Effect of NR5A2 inhibition on pancreatic cancer stem cell (CSC) properties and epithelial-mesenchymal transition (EMT) markers.

Abstract

NR5A2 (aka LRH-1) has been identified as a pancreatic cancer susceptibility gene with missing biological link. This study aims to demonstrate expression and potential role of NR5A2 in pancreatic cancer. NR5A2 expression was quantified in resected pancreatic ductal adenocarcinomas and the normal adjacent tissues of 134 patients by immunohistochemistry. The intensity and extent of NR5A2 staining was quantified and analyzed in association with overall survival (OS). The impact of NR5A2 knockdown on pancreatic cancer stem cell (CSC) properties and epithelial-mesenchymal transition (EMT) markers was examined in cancer cells using RT-PCR and Western Blot.
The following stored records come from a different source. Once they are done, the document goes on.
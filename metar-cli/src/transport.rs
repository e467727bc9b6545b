use std::{io::Write, time::Duration};

use anyhow::{Context, Result};
use metar_core::Embed;

/// Delivers embeds to a writer after a fixed courtesy delay.
pub struct Transport<W> {
    delay: Duration,
    out: W,
}

impl Transport<std::io::Stdout> {
    pub fn stdout(delay: Duration) -> Self {
        Self::new(delay, std::io::stdout())
    }
}

impl<W: Write> Transport<W> {
    pub fn new(delay: Duration, out: W) -> Self {
        Self { delay, out }
    }

    pub async fn send(&mut self, embed: &Embed) -> Result<()> {
        tokio::time::sleep(self.delay).await;

        self.out
            .write_all(embed.render_text().as_bytes())
            .and_then(|_| self.out.flush())
            .context("Failed to deliver message")
    }

    #[cfg(test)]
    pub fn into_inner(self) -> W {
        self.out
    }
}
NR5A2 was overexpressed in pancreatic tumors, the IHC-staining H score (mean ± SE) was 96.4 ± 8.3 in normal versus 137.9 ± 8.2 in tumor tissues (P < 0.0001). Patients with a higher NR5A2 expression had a median survival time 18.4 months compared to 23.7 months for those with low IHC H scores (P = 0.019). The hazard ratio of death (95% confidence interval) was 1.60 (1.07-2.41) after adjusting for disease stage and tumor grade (P = 0.023). NR5A2 was highly expressed in pancreatic cancer sphere forming cells. NR5A2-inhibition by siRNA was associated with reduced sphere formation and decreased levels of CSCs markers NANOG, OCT4, LIN28B, and NOTCH1. NR5A2 knockdown also resulted in reduced expression of FGB, MMP2, MMP3, MMMP9, SNAIL, and TWIST, increased expression of epithelial markers E-cadherin and β-catenin, and a lower expression of mesenchymal marker Vimentin. Taken together, our findings suggest that NR5A2 could play a role in CSC stemness and EMT in pancreatic cancer, which may contribute to the worse clinical outcome.